Fig. 2.

Transcriptional variability associated with Tet1/3 deficiency revealed by single-cell RNA sequencing of individual blastomeres from eight-cell embryos. (A) Principal component analysis of the transcriptomes of 10 CTL and 35 Tet1/3 DKO with the sex chromosome information removed, showing that the 35 Tet1/3 DKO blastomeres are more widely separated than the 10 CTL blastomeres for both principal component 1 (PC1) (absolute gap, 37 vs. 8) and PC2 (17 vs. 13). Groups A–D identified by the clustering analysis of A are indicated. (B) The box-and-whisker plot depicts the distribution of stabilized variances (gene expression variances across samples independent of their expression strength; see Materials and Methods) in eight-cell embryos.

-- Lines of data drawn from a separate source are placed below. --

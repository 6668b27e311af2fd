//! Resolver for bundled and embedded resources.

use std::collections::HashMap;

use bytes::Bytes;
use parking_lot::RwLock;

use crate::domain::cancellation::CancellationSignal;
use crate::domain::entities::{ImageInformation, LoadingResult, SourceKind, TaskParameter};
use crate::domain::errors::{LoadError, LoadResult};
use crate::domain::ports::{DataResolver, ResolvedData};

/// Resolves named resources registered at startup, typically
/// `include_bytes!` tables. Serves both the bundle and embedded source
/// kinds; the kinds stay distinct so cache keys remain faithful to the
/// request.
#[derive(Debug, Default)]
pub struct BundleResolver {
    registry: RwLock<HashMap<String, Bytes>>,
}

impl BundleResolver {
    /// Creates an empty registry.
    #[must_use]
    pub fn new() -> Self {
        Self::default()
    }

    /// Registers a named resource, replacing any previous bytes under the
    /// same name.
    pub fn register(&self, name: impl Into<String>, bytes: impl Into<Bytes>) {
        self.registry.write().insert(name.into(), bytes.into());
    }

    /// Number of registered resources.
    #[must_use]
    pub fn len(&self) -> usize {
        self.registry.read().len()
    }

    /// True when nothing is registered.
    #[must_use]
    pub fn is_empty(&self) -> bool {
        self.len() == 0
    }
}

#[async_trait::async_trait]
impl DataResolver for BundleResolver {
    async fn resolve(
        &self,
        identifier: &str,
        parameters: &TaskParameter,
        signal: &CancellationSignal,
    ) -> LoadResult<ResolvedData> {
        if signal.is_cancelled() {
            return Err(LoadError::Cancelled);
        }
        let bytes = self
            .registry
            .read()
            .get(identifier)
            .cloned()
            .ok_or_else(|| LoadError::NotFound(identifier.to_string()))?;

        let result = if parameters.source.kind == SourceKind::Embedded {
            LoadingResult::Embedded
        } else {
            LoadingResult::Bundle
        };
        Ok(ResolvedData {
            reader: Box::new(std::io::Cursor::new(bytes)),
            result,
            info: ImageInformation::new(identifier),
        })
    }
}
impl DiskCache {
    /// Opens (creating if needed) a disk cache rooted at `root`, bounded to
    /// `max_size` bytes.
    ///
    /// Recovery replays the journal, discards a torn trailing record,
    /// drops entries whose content file is missing, sweeps expired entries
    /// and orphan files, and compacts the journal when anything was dirty.
    ///
    /// # Errors
    /// Returns an error when the cache directory or journal cannot be
    /// created. Recoverable inconsistencies never fail the open.
    pub async fn new(root: PathBuf, max_size: u64) -> std::io::Result<Self> {
        fs::create_dir_all(&root).await?;

        let (mut journal, replay) = Journal::open(root.join("journal.jsonl")).await?;
        let mut dirty = !replay.clean;

        let mut index = Index::default();
        for record in replay.records {
            match record {
                JournalRecord::Insert { key, file, size, created, ttl_secs } => {
                    index.insert(key, DiskEntry {
                        file_name: file,
                        size,
                        created,
                        ttl: Duration::from_secs(ttl_secs),
                        seq: 0,
                    });
                }
                JournalRecord::Remove { key } => {
                    index.remove(&key);
                }
            }
        }

        // Drop entries whose content file vanished or whose TTL lapsed.
        let now = now_secs();
        let stale: Vec<(String, DiskEntry)> = {
            let mut stale = Vec::new();
            for (key, entry) in &index.entries {
                let missing = fs::metadata(root.join(&entry.file_name)).await.is_err();
                if missing || entry.is_expired(now) {
                    stale.push((key.clone(), entry.clone()));
                }
            }
            stale
        };
        for (key, entry) in stale {
            index.remove(&key);
            let _ = fs::remove_file(root.join(&entry.file_name)).await;
            dirty = true;
        }

        // Files with no index entry are leftovers from a crash between the
        // content write and the journal append.
        if let Ok(mut dir) = fs::read_dir(&root).await {
            let referenced: HashSet<String> =
                index.entries.values().map(|e| e.file_name.clone()).collect();
            while let Ok(Some(dir_entry)) = dir.next_entry().await {
                let path = dir_entry.path();
                if path.extension().is_some_and(|ext| ext == CONTENT_EXTENSION)
                    && let Some(name) = path.file_name().and_then(|n| n.to_str())
                    && !referenced.contains(name)
                {
                    debug!(file = %name, "removing orphan cache file");
                    let _ = fs::remove_file(&path).await;
                }
            }
        }

        // Shrink to budget before serving anything.
        while index.total_size > max_size {
            let Some((key, entry)) = index.oldest() else { break };
            index.remove(&key);
            let _ = fs::remove_file(root.join(&entry.file_name)).await;
            dirty = true;
        }

        if dirty && let Err(err) = journal.compact(&index.live_records()).await {
            warn!(error = %err, "journal compaction failed during recovery");
        }

        let index = Arc::new(Mutex::new(index));
        let queued = Arc::new(Mutex::new(HashSet::new()));
        let (tx, rx) = mpsc::unbounded_channel();

        let writer = Writer {
            root: root.clone(),
            max_size,
            index: index.clone(),
            queued: queued.clone(),
            journal,
            rx,
        };
        tokio::spawn(writer.run());

        Ok(Self { root, index, queued, tx })
    }

    /// Queues `bytes` for persistence under `key` unless the key is already
    /// present or already queued. Returns immediately; the background
    /// worker performs the write.
    #[allow(clippy::unused_async)]
    pub async fn add_to_saving_queue_if_not_exists(&self, key: &str, bytes: Bytes, ttl: Duration) {
        if key.is_empty() {
            return;
        }
        let now = now_secs();
        {
            let index = self.index.lock();
            if index
                .entries
                .get(key)
                .is_some_and(|entry| !entry.is_expired(now))
            {
                trace!(key = %key, "already on disk, skipping save");
                return;
            }
        }
        {
            let mut queued = self.queued.lock();
            if !queued.insert(key.to_string()) {
                trace!(key = %key, "already queued for saving, skipping");
                return;
            }
        }
        let _ = self.tx.send(WriteCommand::Put {
            key: key.to_string(),
            bytes,
            ttl,
        });
    }

    /// Returns true when a non-expired entry for `key` exists.
    #[allow(clippy::unused_async)]
    pub async fn exists(&self, key: &str) -> bool {
        self.live_entry(key).is_some()
    }

    /// The content file path for a non-expired entry.
    #[allow(clippy::unused_async)]
    pub async fn file_path(&self, key: &str) -> Option<PathBuf> {
        self.live_entry(key).map(|entry| self.root.join(entry.file_name))
    }

    /// Opens the content file for reading. I/O failures degrade to a miss.
    pub async fn try_get_stream(&self, key: &str) -> Option<fs::File> {
        let entry = self.live_entry(key)?;
        match fs::File::open(self.root.join(&entry.file_name)).await {
            Ok(file) => {
                trace!(key = %key, "disk cache hit");
                Some(file)
            }
            Err(err) => {
                warn!(key = %key, error = %err, "disk cache entry unreadable, treating as miss");
                self.discard(key, &entry.file_name);
                None
            }
        }
    }

    /// Reads the full payload for a non-expired entry. I/O failures degrade
    /// to a miss.
    pub async fn get_bytes(&self, key: &str) -> Option<Bytes> {
        let entry = self.live_entry(key)?;
        match fs::read(self.root.join(&entry.file_name)).await {
            Ok(bytes) => {
                trace!(key = %key, size = bytes.len(), "disk cache hit");
                Some(Bytes::from(bytes))
            }
            Err(err) => {
                warn!(key = %key, error = %err, "disk cache entry unreadable, treating as miss");
                self.discard(key, &entry.file_name);
                None
            }
        }
    }

    /// Removes the entry for `key`. The index drops it immediately; file
    /// deletion happens on the background worker.
    #[allow(clippy::unused_async)]
    pub async fn remove(&self, key: &str) {
        self.queued.lock().remove(key);
        let removed = self.index.lock().remove(key);
        if let Some(entry) = removed {
            self.discard(key, &entry.file_name);
        } else {
            // A queued-but-unwritten entry may still land; make sure the
            // removal is journaled after it.
            self.discard(key, &file_name_for(key));
        }
    }

    /// Drops every entry and content file.
    #[allow(clippy::unused_async)]
    pub async fn clear(&self) {
        self.queued.lock().clear();
        {
            let mut index = self.index.lock();
            index.entries.clear();
            index.total_size = 0;
        }
        let _ = self.tx.send(WriteCommand::Clear);
        debug!("cleared disk cache");
    }

    /// Waits until the background worker has drained every queued command.
    /// Useful at shutdown and in tests.
    pub async fn flush(&self) {
        let (ack, done) = oneshot::channel();
        if self.tx.send(WriteCommand::Flush { ack }).is_ok() {
            let _ = done.await;
        }
    }

    /// Number of live (possibly expired, not yet swept) entries.
    #[must_use]
    pub fn len(&self) -> usize {
        self.index.lock().entries.len()
    }

    /// True when the index is empty.
    #[must_use]
    pub fn is_empty(&self) -> bool {
        self.len() == 0
    }

    /// Total content bytes accounted in the index.
    #[must_use]
    pub fn total_size(&self) -> u64 {
        self.index.lock().total_size
    }

    /// Looks up `key`, lazily discarding an expired entry.
    fn live_entry(&self, key: &str) -> Option<DiskEntry> {
        let entry = self.index.lock().entries.get(key).cloned()?;
        if entry.is_expired(now_secs()) {
            trace!(key = %key, "disk cache entry expired");
            self.index.lock().remove(key);
            self.discard(key, &entry.file_name);
            return None;
        }
        Some(entry)
    }

    fn discard(&self, key: &str, file_name: &str) {
        let _ = self.tx.send(WriteCommand::Remove {
            key: key.to_string(),
            file_name: file_name.to_string(),
        });
    }
}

Median variances are shown at Bottom. Upper and Lower whiskers represent >75% and <25%, respectively. (C) Correlation plot of expression variances of all genes expressed in single cells of CTL and Tet1/3 DKO eight-cell embryos. Each gene is represented by a dot. Most genes fall above the diagonal, indicating greater variability of expression in Tet1/3 DKO blastomeres compared with controls. (D) The ratios of gene expression variance between CTL and Tet1/3 DKO blastomeres are plotted against the average expression level for each gene. The increased gene expression variance observed in blastomeres from Tet1/3 DKO eight-cell embryos is independent of the level of gene expression. (E) The genes expressed with highest variance in CTL and Tet1/3 DKO blastomeres, Zfp820 (Left) and Zbed3 (Right), respectively, and a gene that shows low variance in both samples, Invs (Bottom), are indicated (also see SI Appendix, Fig. S4E). (F) Principal component analysis of the combined RNA-seq data from our study and the single-cell analysis of zygotes, two-cell, and four-cell embryos performed by Biase et al. (28).